With an engineering problem, you know the precise outcome you want, and then you seek out the data to arrive at an ideal solution. A design problem is altogether different.
When you have a desired outcome (a truly portable laptop computer, a sexy-looking sports car, or a well-designed life) but no clear solution in sight, that’s when you brainstorm, try crazy stuff, improvise, and keep “building your way forward” until you come up with something that works. You know it when you see it, whether it’s the harmonious lines of a Ferrari or the ultra-portable MacBook Air. A great design comes together in a way that can’t be solved with equations and spreadsheets and data analysis. It has a look and feel all of its own—a beautiful aesthetic that speaks to you.
The real achievement of the book is to translate that insight into a useable process for improving your life.
That process starts with a few key mindsets—mindsets that overlap with many of the key principles of Ingenuism:
Curiosity—It makes everything new; invites exploration. Curiosity helps us “get good at getting lucky.”
Bias to action—Being committed to building your way forward; not sitting on the bench thinking about what you are going to do with your life. Designers try things, test things out, create prototype after prototype until they find what works, and sometimes they find that the problem is entirely different from what they first thought it was. Designers embrace change. They are not attached to a particular outcome, because they are always curious about what will happen next—not what the final result will be . . .

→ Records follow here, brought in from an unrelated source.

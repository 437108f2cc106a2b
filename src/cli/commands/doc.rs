use std::path::PathBuf;

use clap::{Subcommand, ValueEnum};
use serde_json::json;

use crate::cli::utils::{output_error, output_success, read_json_input};
use crate::cli::OutputFormat;
use crate::config;
use crate::document::{self, text, Document, ValidationOptions};
use crate::services::ExportFormat;

#[derive(Subcommand)]
pub enum DocCommands {
    #[command(about = "Check a document against the editor schema")]
    Validate {
        #[arg(help = "Path to a JSON document, or - for stdin")]
        file: PathBuf,
        #[arg(long, help = "Reject node and mark types the model does not know")]
        strict: bool,
    },

    #[command(about = "Render a document as HTML, markdown, text or JSON")]
    Render {
        #[arg(help = "Path to a JSON document, or - for stdin")]
        file: PathBuf,
        #[arg(long, value_enum, default_value_t = RenderFormat::Html)]
        format: RenderFormat,
    },

    #[command(about = "Word and character counts plus the heading outline")]
    Stats {
        #[arg(help = "Path to a JSON document, or - for stdin")]
        file: PathBuf,
    },

    #[command(about = "Print the built-in welcome document")]
    Sample {
        #[arg(long, help = "Print the empty document instead")]
        empty: bool,
    },
}

#[derive(Debug, Clone, Copy, ValueEnum)]
pub enum RenderFormat {
    Html,
    Markdown,
    Text,
    Json,
}

impl From<RenderFormat> for ExportFormat {
    fn from(format: RenderFormat) -> Self {
        match format {
            RenderFormat::Html => ExportFormat::Html,
            RenderFormat::Markdown => ExportFormat::Markdown,
            RenderFormat::Text => ExportFormat::Text,
            RenderFormat::Json => ExportFormat::Json,
        }
    }
}

pub async fn handle(cmd: DocCommands, output_format: OutputFormat) -> anyhow::Result<()> {
    match cmd {
        DocCommands::Validate { file, strict } => {
            let input = read_json_input(&file)?;
            let mut options = ValidationOptions::from(&config::config().document);
            if strict {
                options.allow_unknown_types = false;
            }

            let checked = Document::from_value(input)
                .and_then(|doc| document::validate(&doc, &options).map(|()| doc));
            match checked {
                Ok(doc) => output_success(
                    &output_format,
                    &format!("{} is a valid document ({} nodes)", file.display(), doc.node_count()),
                    Some(json!({ "valid": true, "node_count": doc.node_count() })),
                ),
                Err(err) => {
                    let details: Vec<String> = err.violations().iter().map(ToString::to_string).collect();
                    output_error(&output_format, &err.to_string(), &details)?;
                    anyhow::bail!("{} failed validation", file.display())
                }
            }
        }
        DocCommands::Render { file, format } => {
            let doc = Document::from_value(read_json_input(&file)?)?;
            let exported = ExportFormat::from(format).export("", &doc);
            print!("{}", exported.body);
            Ok(())
        }
        DocCommands::Stats { file } => {
            let doc = Document::from_value(read_json_input(&file)?)?;
            let outline = text::outline(&doc);
            match output_format {
                OutputFormat::Json => output_success(
                    &output_format,
                    "Document statistics",
                    Some(json!({
                        "node_count": doc.node_count(),
                        "word_count": text::word_count(&doc),
                        "character_count": text::character_count(&doc),
                        "preview": text::preview(&doc, config::config().document.preview_length),
                        "outline": outline,
                    })),
                ),
                OutputFormat::Text => {
                    println!("Nodes:      {}", doc.node_count());
                    println!("Words:      {}", text::word_count(&doc));
                    println!("Characters: {}", text::character_count(&doc));
                    for entry in outline {
                        println!("{}{}", "  ".repeat(entry.level.saturating_sub(1) as usize), entry.text);
                    }
                    Ok(())
                }
            }
        }
        DocCommands::Sample { empty } => {
            let doc = if empty { Document::empty() } else { Document::welcome() };
            println!("{}", serde_json::to_string_pretty(&doc.to_value())?);
            Ok(())
        }
    }
}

Reframing—How designers get unstuck. It isn’t figuring out what to do with the rest of your life; it’s just whatever you need to do next. Life design involves key reframes that allow us to step back, examine biases, and move toward a solution.
Radical collaboration—You are not alone. You do not have to come up with a brilliant life design all on your own. Design is a collaborative process, and many of the best ideas are going to come from other people.
So take one of the central problems people wrestle with in life: what do I want to do?
The conventional wisdom is: sit down, decide what you’re passionate about, and then go after it. But as I talked about in my review of Cal Newport’s book, So Good They Can’t Ignore You, most people don’t have a single well-defined passion.
Burnett and Evans suggest a different approach. It starts with what they call wayfinding.
Wayfinding is the ancient art of figuring out where you are going when you don’t actually know your destination. For wayfinding, you need a compass and you need a direction. Not a map—a direction.
You don’t need to try to figure out your dream job. Instead, you want to figure out the direction that will bring you closer to a job you love. And that starts by identifying clues about what you love. Not what you might love, what you actually love.
They recommend an exercise called the Good Time Journal. At the end of each day, write down when you felt engaged (and when you didn’t) and when you felt energized (and when you didn’t). You can also mine your past: what were peak experiences where you felt engaged and energized?
This exercise provides the raw data that can help you envision different potential career directions.
But just because you feel engaged and energized reading history books doesn’t mean it’s time to jump into pursuing a PhD in history. That’s a huge investment. Instead what you want is to engage in prototyping.
Prototypes should be designed to ask a question and get some data about something that you’re interested in. Good prototypes isolate one aspect of a problem and design an experience that allows you to “try out” some version of a potentially interesting future. Prototypes help you visualize alternatives in a very experiential way. That allows you to imagine your future as if you are already living it. Creating new experiences through prototyping will give you an opportunity to understand what a new career path might feel like, even if only for an hour or a day. And prototyping helps you involve others early and helps build a community of folks who are interested in your journey and your life design. . . . Finally, prototypes allow you to try and fail rapidly without overinvesting in a path before you have any data.
They suggest two main kinds of career prototypes. First, Life Design Interviews. You should talk to people who are doing the job you think you want to do and find out how they got there, and what their day-to-day work is like. What do they enjoy? What don’t they enjoy?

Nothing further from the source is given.